Auricular reconstruction of congenital microtia: personal experience in 225 cases

Microtia is a congenital disease with various degrees of severity, ranging from the presence of rudimentary and malformed vestigial structures to the total absence of the ear (anotia). The complex anatomy of the external ear and the necessity to provide good projection and symmetry make this reconstruction particularly difficult. The aim of this work is to report our surgical technique of microtic ear correction and to analyse the short and long term results. From 2000 to 2013, 210 patients affected by microtia were treated at the Maxillo-Facial Surgery Division, Head and Neck Department, University Hospital of Parma. The patient population consisted of 95 women and 115 men, aged from 7 to 49 years. A total of 225 reconstructions have been performed in two surgical stages basing of Firmin's technique with some modifications and refinements. The first stage consists in fabrication and grafting of a three-dimensional costal cartilage framework.

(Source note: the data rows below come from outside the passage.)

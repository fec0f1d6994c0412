use std::collections::HashMap;

use facetbridge_core::config::BridgeSettings;
use facetbridge_core::types::{AggregationKind, AggregationRequest, FacetDefinition, FacetName, RangeBoundary, RangeSpec};

use crate::range;

/// Builds one aggregation per non-static facet, ordered by facet name.
pub fn build_aggregations(
    facets: &HashMap<FacetName, FacetDefinition>,
    settings: &BridgeSettings,
) -> Vec<AggregationRequest> {
    let mut names: Vec<&FacetName> = facets.keys().collect();
    names.sort();
    names
        .into_iter()
        .filter_map(|name| build_aggregation(name, &facets[name], settings))
        .collect()
}

pub fn build_aggregation(
    name: &str,
    facet: &FacetDefinition,
    settings: &BridgeSettings,
) -> Option<AggregationRequest> {
    let (field, kind) = match facet {
        FacetDefinition::Term { field, max_terms } => {
            (field.clone(), AggregationKind::Terms { size: max_terms.or(settings.default_max_terms) })
        }
        FacetDefinition::TypeName { field, .. } => {
            (field.clone(), AggregationKind::Terms { size: settings.default_max_terms })
        }
        FacetDefinition::Range { ranges } => {
            (settings.range_field.clone(), AggregationKind::Range { buckets: range_buckets(name, ranges) })
        }
        FacetDefinition::Static => return None,
    };
    tracing::debug!(facet = %name, field = %field, "Adding aggregation for facet");
    Some(AggregationRequest { name: name.to_string(), field, kind })
}

fn range_buckets(facet: &str, ranges: &[RangeSpec]) -> Vec<RangeBoundary> {
    ranges
        .iter()
        .filter_map(|spec| match range::decode_boundary(&spec.range) {
            Ok(boundary) => Some(boundary),
            Err(e) => {
                tracing::warn!(facet = %facet, label = %spec.label, error = %e, "Skipping malformed range");
                None
            }
        })
        .collect()
}
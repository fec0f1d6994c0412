use std::collections::{BTreeSet, HashMap};

use facetbridge_core::types::{FacetDefinition, FacetName, FacetResult, RangeBucket, RawAggregation, TermsBucket};

use crate::range;

/// Collects aggregation buckets into per-facet counts.
///
/// Static facets and facets the engine returned nothing for are left out.
/// Bucket order is irrelevant.
pub fn collect_facets(
    facets: &HashMap<FacetName, FacetDefinition>,
    aggregations: &HashMap<FacetName, RawAggregation>,
) -> HashMap<FacetName, FacetResult> {
    let mut results = HashMap::new();
    for (name, facet) in facets {
        if facet.is_static() {
            continue;
        }
        let Some(aggregation) = aggregations.get(name) else {
            tracing::debug!(facet = %name, "No aggregation returned for facet");
            continue;
        };
        match collect_facet(facet, aggregation) {
            Some(counts) => {
                tracing::debug!(facet = %name, terms = counts.len(), "Facet counts collected");
                results.insert(name.clone(), FacetResult::new(name.clone(), counts));
            }
            None => {
                tracing::warn!(facet = %name, "Aggregation shape does not match the facet type, skipping");
            }
        }
    }
    results
}

fn collect_facet(facet: &FacetDefinition, aggregation: &RawAggregation) -> Option<HashMap<String, u64>> {
    match (facet, aggregation) {
        (FacetDefinition::Term { .. }, RawAggregation::Terms(buckets)) => Some(term_counts(buckets)),
        (FacetDefinition::TypeName { values, .. }, RawAggregation::Terms(buckets)) => {
            Some(type_name_counts(values, buckets))
        }
        (FacetDefinition::Range { .. }, RawAggregation::Range(buckets)) => Some(range_counts(buckets)),
        (FacetDefinition::Term { .. } | FacetDefinition::TypeName { .. }, RawAggregation::Range(_))
        | (FacetDefinition::Range { .. }, RawAggregation::Terms(_))
        | (FacetDefinition::Static, _) => None,
    }
}

pub fn term_counts(buckets: &[TermsBucket]) -> HashMap<String, u64> {
    buckets.iter().map(|b| (b.key.clone(), b.doc_count)).collect()
}

/// Projects the declared type ids through a lower-cased index of the buckets.
///
/// The engine returns type names lower-cased
/// (`com.liferay.portlet.messageboards.model.mbmessage`), while callers expect
/// the declared spelling back. Every declared id is reported, zero if absent.
pub fn type_name_counts(declared: &BTreeSet<String>, buckets: &[TermsBucket]) -> HashMap<String, u64> {
    let mut lowered: HashMap<String, u64> = HashMap::with_capacity(buckets.len());
    for bucket in buckets {
        *lowered.entry(bucket.key.to_lowercase()).or_insert(0) += bucket.doc_count;
    }

    declared
        .iter()
        .map(|type_id| {
            let count = lowered.get(&type_id.to_lowercase()).copied().unwrap_or(0);
            tracing::trace!(term = %type_id, count, "Type name facet term");
            (type_id.clone(), count)
        })
        .collect()
}

pub fn range_counts(buckets: &[RangeBucket]) -> HashMap<String, u64> {
    buckets.iter().map(|b| (range_label(b), b.doc_count)).collect()
}

/// Integer label when both boundaries are whole numbers, textual label otherwise.
pub fn range_label(bucket: &RangeBucket) -> String {
    range::render_numeric_range(bucket.from, bucket.to).unwrap_or_else(|| {
        range::render_range(
            &textual_bound(bucket.from_as_string.as_deref(), bucket.from),
            &textual_bound(bucket.to_as_string.as_deref(), bucket.to),
        )
    })
}

fn textual_bound(text: Option<&str>, value: Option<f64>) -> String {
    match (text, value) {
        (Some(text), _) => text.to_string(),
        (None, Some(value)) => value.to_string(),
        (None, None) => range::OPEN_BOUND.to_string(),
    }
}
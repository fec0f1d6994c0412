use std::collections::HashSet;

use facetbridge_core::types::{Meta, NormalizedDocument, RawHit, TYPE_ID_FIELD};
use serde_json::Value;
use thiserror::Error;

#[derive(Debug, Error)]
pub enum DocumentError {
    #[error("invalid source json: {0}")]
    Json(#[from] serde_json::Error),

    #[error("source is not a json object")]
    NotAnObject,
}

/// Documents that survived mapping, plus the number of unparsable hits.
#[derive(Debug, Clone, Default)]
pub struct MappedHits {
    pub documents: Vec<NormalizedDocument>,
    pub malformed: usize,
}

/// Maps raw hits to documents whose type id is in `allowed_types`, keeping hit order.
///
/// An unparsable hit is logged, counted and dropped; the rest of the batch is
/// still mapped. Hits without a type id or with a disallowed one are dropped
/// without being counted.
pub fn map_hits(hits: &[RawHit], allowed_types: &HashSet<String>) -> MappedHits {
    if hits.is_empty() {
        tracing::debug!("No search results found");
        return MappedHits::default();
    }

    let mut documents = Vec::new();
    let mut malformed = 0;
    for (position, hit) in hits.iter().enumerate() {
        match parse_document(&hit.source) {
            Ok(document) => {
                let allowed = document.type_id.as_ref().is_some_and(|t| allowed_types.contains(t));
                if allowed {
                    documents.push(document);
                } else {
                    tracing::trace!(position, type_id = ?document.type_id, "Dropping hit of a type not requested");
                }
            }
            Err(e) => {
                malformed += 1;
                tracing::error!(position, error = %e, "Error while processing the search result json");
            }
        }
    }

    tracing::debug!(documents = documents.len(), malformed, "Total size of the search results");
    MappedHits { documents, malformed }
}

/// Flattens a source payload into string fields and extracts its type id.
pub fn parse_document(source: &str) -> Result<NormalizedDocument, DocumentError> {
    let Value::Object(object) = serde_json::from_str::<Value>(source)? else {
        return Err(DocumentError::NotAnObject);
    };

    let mut fields = Meta::with_capacity(object.len());
    let mut type_id = None;
    for (key, value) in object {
        let value = field_value(value);
        tracing::trace!(field = %key, value = %value, "Document field");
        if key.eq_ignore_ascii_case(TYPE_ID_FIELD) {
            type_id = Some(value.clone());
        }
        fields.insert(key, value);
    }
    Ok(NormalizedDocument { fields, type_id })
}

fn field_value(value: Value) -> String {
    match value {
        Value::String(s) => s,
        Value::Null => String::new(),
        other => other.to_string(),
    }
}
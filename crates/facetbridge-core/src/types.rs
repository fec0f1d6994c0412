//! Domain types exchanged between the host, the translation layer and the engine.

use serde::{Deserialize, Serialize};
use std::collections::{BTreeSet, HashMap, HashSet};

pub type FacetName = String;
pub type Meta = HashMap<String, String>;

/// Field carrying the fully-qualified entity type of an indexed document.
pub const TYPE_ID_FIELD: &str = "entryClassName";

fn default_type_id_field() -> String {
    TYPE_ID_FIELD.to_string()
}

#[derive(Debug, Clone, PartialEq, Eq, Serialize, Deserialize)]
pub struct SortSpec {
    pub field_name: String,
    #[serde(default)]
    pub descending: bool,
}

impl SortSpec {
    pub fn asc(field_name: impl Into<String>) -> Self {
        Self { field_name: field_name.into(), descending: false }
    }

    pub fn desc(field_name: impl Into<String>) -> Self {
        Self { field_name: field_name.into(), descending: true }
    }
}

/// A search as the host application describes it.
///
/// - `query_text`: raw query string, escaped before it reaches the engine
/// - `start`/`end`: pagination bounds; `end` is sent as the page size
/// - `facets`: facet name to definition, order irrelevant
/// - `allowed_result_types`: type ids a hit must carry to be returned
/// - `keywords`: optional space-delimited keywords echoed back as query terms
#[derive(Debug, Clone, Default, Serialize, Deserialize)]
pub struct SearchRequest {
    pub query_text: String,
    #[serde(default)]
    pub sorts: Vec<SortSpec>,
    #[serde(default)]
    pub start: usize,
    #[serde(default)]
    pub end: usize,
    #[serde(default)]
    pub facets: HashMap<FacetName, FacetDefinition>,
    #[serde(default)]
    pub allowed_result_types: HashSet<String>,
    #[serde(default)]
    pub keywords: Option<String>,
}

/// One declared range of a range facet, e.g. `{"range": "[0 TO 10]", "label": "low"}`.
#[derive(Debug, Clone, PartialEq, Eq, Serialize, Deserialize)]
pub struct RangeSpec {
    pub range: String,
    #[serde(default)]
    pub label: String,
}

impl RangeSpec {
    pub fn new(range: impl Into<String>, label: impl Into<String>) -> Self {
        Self { range: range.into(), label: label.into() }
    }
}

/// Facet configuration as stored by the host, tagged by `type`.
#[derive(Debug, Clone, PartialEq, Eq, Serialize, Deserialize)]
#[serde(tag = "type", rename_all = "snake_case")]
pub enum FacetDefinition {
    /// Categorical facet over a field.
    Term {
        field: String,
        #[serde(default, rename = "maxTerms", skip_serializing_if = "Option::is_none")]
        max_terms: Option<u32>,
    },
    /// Bucketed facet over the modified-date field.
    Range {
        #[serde(default)]
        ranges: Vec<RangeSpec>,
    },
    /// Term facet over fully-qualified type names. The engine lower-cases the
    /// keys it returns, so results are reconciled against `values`.
    TypeName {
        #[serde(default = "default_type_id_field")]
        field: String,
        #[serde(default)]
        values: BTreeSet<String>,
    },
    /// Never aggregated, never reported.
    Static,
}

impl FacetDefinition {
    pub fn is_static(&self) -> bool {
        matches!(self, Self::Static)
    }
}

/// Lower/upper boundary pair of a range bucket; `None` is an open side.
#[derive(Debug, Clone, Copy, PartialEq, Serialize, Deserialize)]
pub struct RangeBoundary {
    pub from: Option<f64>,
    pub to: Option<f64>,
}

#[derive(Debug, Clone, PartialEq, Serialize, Deserialize)]
pub enum AggregationKind {
    Terms { size: Option<u32> },
    Range { buckets: Vec<RangeBoundary> },
}

/// One server-side aggregation, named after the facet that asked for it.
#[derive(Debug, Clone, PartialEq, Serialize, Deserialize)]
pub struct AggregationRequest {
    pub name: FacetName,
    pub field: String,
    pub kind: AggregationKind,
}

/// Everything the executor needs to run one search.
#[derive(Debug, Clone, PartialEq, Serialize, Deserialize)]
pub struct EngineQuery {
    pub index: String,
    pub query_text: String,
    pub sorts: Vec<SortSpec>,
    pub from: usize,
    pub size: usize,
    pub aggregations: Vec<AggregationRequest>,
    pub unmapped_sort_type: String,
}

#[derive(Debug, Clone, PartialEq, Serialize, Deserialize)]
pub struct RawHit {
    /// Source payload exactly as the engine stored it.
    pub source: String,
    pub score: f32,
}

impl RawHit {
    pub fn new(source: impl Into<String>, score: f32) -> Self {
        Self { source: source.into(), score }
    }
}

#[derive(Debug, Clone, PartialEq, Eq, Serialize, Deserialize)]
pub struct TermsBucket {
    pub key: String,
    pub doc_count: u64,
}

#[derive(Debug, Clone, Default, PartialEq, Serialize, Deserialize)]
pub struct RangeBucket {
    pub from: Option<f64>,
    pub to: Option<f64>,
    pub from_as_string: Option<String>,
    pub to_as_string: Option<String>,
    pub doc_count: u64,
}

#[derive(Debug, Clone, PartialEq, Serialize, Deserialize)]
pub enum RawAggregation {
    Terms(Vec<TermsBucket>),
    Range(Vec<RangeBucket>),
}

#[derive(Debug, Clone, Default, PartialEq, Serialize, Deserialize)]
pub struct RawResponse {
    pub hits: Vec<RawHit>,
    pub total_hits: u64,
    pub aggregations: HashMap<FacetName, RawAggregation>,
}

/// A hit flattened to string fields, with its type id pulled out.
#[derive(Debug, Clone, Default, PartialEq, Eq, Serialize, Deserialize)]
pub struct NormalizedDocument {
    pub fields: Meta,
    pub type_id: Option<String>,
}

impl NormalizedDocument {
    pub fn get(&self, field: &str) -> Option<&str> {
        self.fields.get(field).map(String::as_str)
    }
}

#[derive(Debug, Clone, PartialEq, Eq, Serialize, Deserialize)]
pub struct TermCount {
    pub term: String,
    pub count: u64,
}

/// Counts collected for one facet: a term, or a rendered range label, to its count.
#[derive(Debug, Clone, Default, PartialEq, Eq, Serialize, Deserialize)]
pub struct FacetResult {
    pub name: FacetName,
    pub counts: HashMap<String, u64>,
}

impl FacetResult {
    pub fn new(name: impl Into<FacetName>, counts: HashMap<String, u64>) -> Self {
        Self { name: name.into(), counts }
    }

    pub fn count(&self, term: &str) -> Option<u64> {
        self.counts.get(term).copied()
    }

    /// Entries by descending count, ties broken by term.
    pub fn term_counts(&self) -> Vec<TermCount> {
        let mut entries: Vec<TermCount> = self
            .counts
            .iter()
            .map(|(term, count)| TermCount { term: term.clone(), count: *count })
            .collect();
        entries.sort_by(|a, b| b.count.cmp(&a.count).then_with(|| a.term.cmp(&b.term)));
        entries
    }
}

#[derive(Debug, Clone, Default, PartialEq, Serialize, Deserialize)]
pub struct SearchResult {
    /// Surviving documents in hit order.
    pub documents: Vec<NormalizedDocument>,
    /// One score per raw hit, before any document was dropped.
    pub scores: Vec<f32>,
    pub total_hits: u64,
    pub elapsed_seconds: f64,
    pub query_terms: Vec<String>,
    /// Query text as sent to the engine.
    pub query_text: String,
    pub facets: HashMap<FacetName, FacetResult>,
    pub malformed_hits: usize,
}
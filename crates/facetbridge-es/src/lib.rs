//! facetbridge-es
//!
//! Elasticsearch wire format for `EngineQuery`/`RawResponse`, and a
//! `QueryExecutor` that speaks it over an injected `SearchTransport`.

pub mod executor;
pub mod request;
pub mod response;

pub use executor::ElasticsearchExecutor;
pub use request::ElasticsearchQueryBuilder;
pub use response::decode_search_response;
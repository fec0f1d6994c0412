use crate::types::{EngineQuery, RawResponse};

/// Runs one fully-built query against the engine.
///
/// Implementations own the connection; retries, timeouts and cancellation are
/// their business. Any error is fatal for the request that issued it.
pub trait QueryExecutor: Send + Sync {
    fn execute(&self, query: &EngineQuery) -> anyhow::Result<RawResponse>;
}

/// Moves a JSON search body to the engine and returns the JSON reply.
pub trait SearchTransport: Send + Sync {
    fn search(&self, index: &str, body: &serde_json::Value) -> anyhow::Result<serde_json::Value>;
}

impl<T> QueryExecutor for std::sync::Arc<T>
where
    T: QueryExecutor + ?Sized,
{
    fn execute(&self, query: &EngineQuery) -> anyhow::Result<RawResponse> {
        (**self).execute(query)
    }
}
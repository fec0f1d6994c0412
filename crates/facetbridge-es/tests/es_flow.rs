use std::collections::HashSet;
use std::sync::Mutex;

use facetbridge_core::config::BridgeSettings;
use facetbridge_core::error::Error;
use facetbridge_core::traits::SearchTransport;
use facetbridge_core::types::{
    AggregationKind, AggregationRequest, FacetDefinition, RangeSpec, RawAggregation, SearchRequest, SortSpec,
};
use facetbridge_es::{decode_search_response, ElasticsearchExecutor};
use facetbridge_search::SearchService;
use serde_json::json;

/// Replies with a canned body and records what it was sent.
struct FakeTransport {
    reply: serde_json::Value,
    sent: Mutex<Vec<(String, serde_json::Value)>>,
}

impl FakeTransport {
    fn new(reply: serde_json::Value) -> Self {
        Self { reply, sent: Mutex::new(Vec::new()) }
    }
}

impl SearchTransport for FakeTransport {
    fn search(&self, index: &str, body: &serde_json::Value) -> anyhow::Result<serde_json::Value> {
        self.sent.lock().unwrap().push((index.to_string(), body.clone()));
        Ok(self.reply.clone())
    }
}

impl SearchTransport for &FakeTransport {
    fn search(&self, index: &str, body: &serde_json::Value) -> anyhow::Result<serde_json::Value> {
        (**self).search(index, body)
    }
}

struct DownTransport;

impl SearchTransport for DownTransport {
    fn search(&self, _index: &str, _body: &serde_json::Value) -> anyhow::Result<serde_json::Value> {
        anyhow::bail!("connection refused")
    }
}

fn terms(name: &str) -> AggregationRequest {
    AggregationRequest { name: name.to_string(), field: name.to_string(), kind: AggregationKind::Terms { size: None } }
}

fn range(name: &str) -> AggregationRequest {
    AggregationRequest { name: name.to_string(), field: "modified-date".to_string(), kind: AggregationKind::Range { buckets: vec![] } }
}

#[test]
fn decodes_hits_totals_and_buckets() {
    let body = json!({
        "took": 3,
        "timed_out": false,
        "hits": {
            "total": {"value": 57, "relation": "eq"},
            "hits": [
                {"_index": "liferay", "_id": "1", "_score": 1.25, "_source": {"entryClassName": "A", "title": "x"}},
                {"_index": "liferay", "_id": "2", "_score": null}
            ]
        },
        "aggregations": {
            "groupId": {"buckets": [{"key": 20143, "doc_count": 4}, {"key": 10, "key_as_string": "ten", "doc_count": 1}]},
            "modified": {"buckets": [
                {"key": "a", "from": 2.01406032e13, "from_as_string": "2.01406032E13", "to": 2.01406034e13, "doc_count": 9},
                {"key": "b", "to": 5.0, "doc_count": "broken"}
            ]},
            "unrequested": {"buckets": []}
        }
    });

    let response = decode_search_response(body, &[terms("groupId"), range("modified"), terms("absent")]).expect("decode");
    assert_eq!(response.total_hits, 57);
    assert_eq!(response.hits.len(), 2);
    assert_eq!(response.hits[0].score, 1.25);
    let source: serde_json::Value = serde_json::from_str(&response.hits[0].source).unwrap();
    assert_eq!(source["title"], "x");
    assert_eq!(response.hits[1].source, "", "missing source stays empty");
    assert_eq!(response.hits[1].score, 0.0);

    match &response.aggregations["groupId"] {
        RawAggregation::Terms(buckets) => {
            let keys: HashSet<&str> = buckets.iter().map(|b| b.key.as_str()).collect();
            assert_eq!(keys, ["20143", "ten"].into_iter().collect::<HashSet<_>>());
        }
        other => panic!("unexpected aggregation {:?}", other),
    }
    match &response.aggregations["modified"] {
        RawAggregation::Range(buckets) => {
            assert_eq!(buckets.len(), 1, "unreadable bucket is skipped");
            assert_eq!(buckets[0].from, Some(2.01406032e13));
            assert_eq!(buckets[0].doc_count, 9);
        }
        other => panic!("unexpected aggregation {:?}", other),
    }
    assert_eq!(response.aggregations.len(), 2);
}

#[test]
fn accepts_legacy_totals_and_keyed_ranges() {
    let body = json!({
        "hits": {"total": 12, "hits": []},
        "aggregations": {
            "modified": {"buckets": {"0.0-10.0": {"from": 0.0, "to": 10.0, "doc_count": 2}}}
        }
    });
    let response = decode_search_response(body, &[range("modified")]).expect("decode");
    assert_eq!(response.total_hits, 12);
    match &response.aggregations["modified"] {
        RawAggregation::Range(buckets) => assert_eq!(buckets[0].to, Some(10.0)),
        other => panic!("unexpected aggregation {:?}", other),
    }
}

#[test]
fn reply_without_hits_is_malformed() {
    let err = decode_search_response(json!({"error": "boom"}), &[]).unwrap_err();
    assert!(matches!(err, Error::MalformedResponse(_)));
}

#[test]
fn search_round_trip_through_elasticsearch_executor() {
    let reply = json!({
        "hits": {
            "total": {"value": 3, "relation": "eq"},
            "hits": [
                {"_score": 3.0, "_source": {"entryClassName": "com.liferay.portlet.blogs.model.BlogsEntry", "title": "Hello"}},
                {"_score": 2.0, "_source": {"entryClassName": "com.liferay.portlet.messageboards.model.MBMessage"}},
                {"_score": 1.0, "_source": "not an object"}
            ]
        },
        "aggregations": {
            "entryClassName": {"buckets": [
                {"key": "com.liferay.portlet.blogs.model.blogsentry", "doc_count": 1},
                {"key": "com.liferay.portlet.messageboards.model.mbmessage", "doc_count": 1}
            ]},
            "modified": {"buckets": [{"from": 20140603200000.0, "to": 20140603220000.0, "doc_count": 1}]}
        }
    });
    let transport = FakeTransport::new(reply);
    let settings = BridgeSettings { index_name: "liferay-20116".to_string(), ..BridgeSettings::default() };
    let service = SearchService::new(ElasticsearchExecutor::new(&transport), settings);

    let mut request = SearchRequest {
        query_text: "content:hello/world".to_string(),
        sorts: vec![SortSpec::desc("modified_sortable")],
        end: 20,
        allowed_result_types: ["com.liferay.portlet.blogs.model.BlogsEntry".to_string()].into_iter().collect(),
        keywords: Some("hello world".to_string()),
        ..SearchRequest::default()
    };
    request.facets.insert(
        "entryClassName".to_string(),
        FacetDefinition::TypeName {
            field: "entryClassName".to_string(),
            values: [
                "com.liferay.portlet.blogs.model.BlogsEntry",
                "com.liferay.portlet.messageboards.model.MBMessage",
                "com.liferay.portlet.journal.model.JournalArticle",
            ]
            .iter()
            .map(|s| s.to_string())
            .collect(),
        },
    );
    request.facets.insert(
        "modified".to_string(),
        FacetDefinition::Range { ranges: vec![RangeSpec::new("[20140603200000 TO 20140603220000]", "past-hour")] },
    );

    let result = service.search(&request).expect("search");

    let sent = transport.sent.lock().unwrap();
    assert_eq!(sent.len(), 1, "one round trip, no retries");
    let (index, body) = &sent[0];
    assert_eq!(index, "liferay-20116");
    assert_eq!(body["query"]["query_string"]["query"], r"content:hello\/world");
    assert_eq!(body["size"], 20);
    assert_eq!(body["sort"][0]["modified_sortable"]["order"], "desc");
    assert_eq!(body["aggs"]["modified"]["range"]["ranges"][0]["from"], 20140603200000.0);
    assert_eq!(body["aggs"]["entryClassName"]["terms"]["field"], "entryClassName");

    assert_eq!(result.total_hits, 3);
    assert_eq!(result.scores, vec![3.0, 2.0, 1.0]);
    assert_eq!(result.documents.len(), 1);
    assert_eq!(result.documents[0].get("title"), Some("Hello"));
    assert_eq!(result.malformed_hits, 1);
    assert_eq!(result.query_terms, vec!["hello", "world"]);

    let types = &result.facets["entryClassName"];
    assert_eq!(types.count("com.liferay.portlet.blogs.model.BlogsEntry"), Some(1));
    assert_eq!(types.count("com.liferay.portlet.messageboards.model.MBMessage"), Some(1));
    assert_eq!(types.count("com.liferay.portlet.journal.model.JournalArticle"), Some(0));
    assert_eq!(result.facets["modified"].count("[20140603200000 TO 20140603220000]"), Some(1));
}

#[test]
fn transport_failure_surfaces_as_executor_error() {
    let service = SearchService::new(ElasticsearchExecutor::new(DownTransport), BridgeSettings::default());
    let err = service.search(&SearchRequest::default()).unwrap_err();
    assert!(matches!(err, Error::Executor(_)));
    assert!(err.to_string().contains("connection refused"));
}
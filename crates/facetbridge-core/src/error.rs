use thiserror::Error;

#[derive(Debug, Error)]
pub enum Error {
    #[error("Invalid configuration: {0}")]
    InvalidConfig(String),

    /// The executor (or the transport behind it) failed; the whole request fails.
    #[error("Query execution failed: {0:#}")]
    Executor(anyhow::Error),

    #[error("Malformed engine response: {0}")]
    MalformedResponse(String),
}

pub type Result<T> = std::result::Result<T, Error>;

The second stage is performed 5-6 months later: the reconstructed ear is raised up and an additional cartilaginous graft is used to increase its projection. A mastoid fascial flap together with a skin graft are then used to protect the cartilage graft. All reconstructions were performed without any major complication. The results have been considered satisfactory by all patients starting from the first surgical step. Low morbidity, the good results obtained and a high rate of patient satisfaction make our protocol an optimal choice for treatment of microtia. The surgeon's experience and postoperative patient care must be considered as essential aspects of treatment.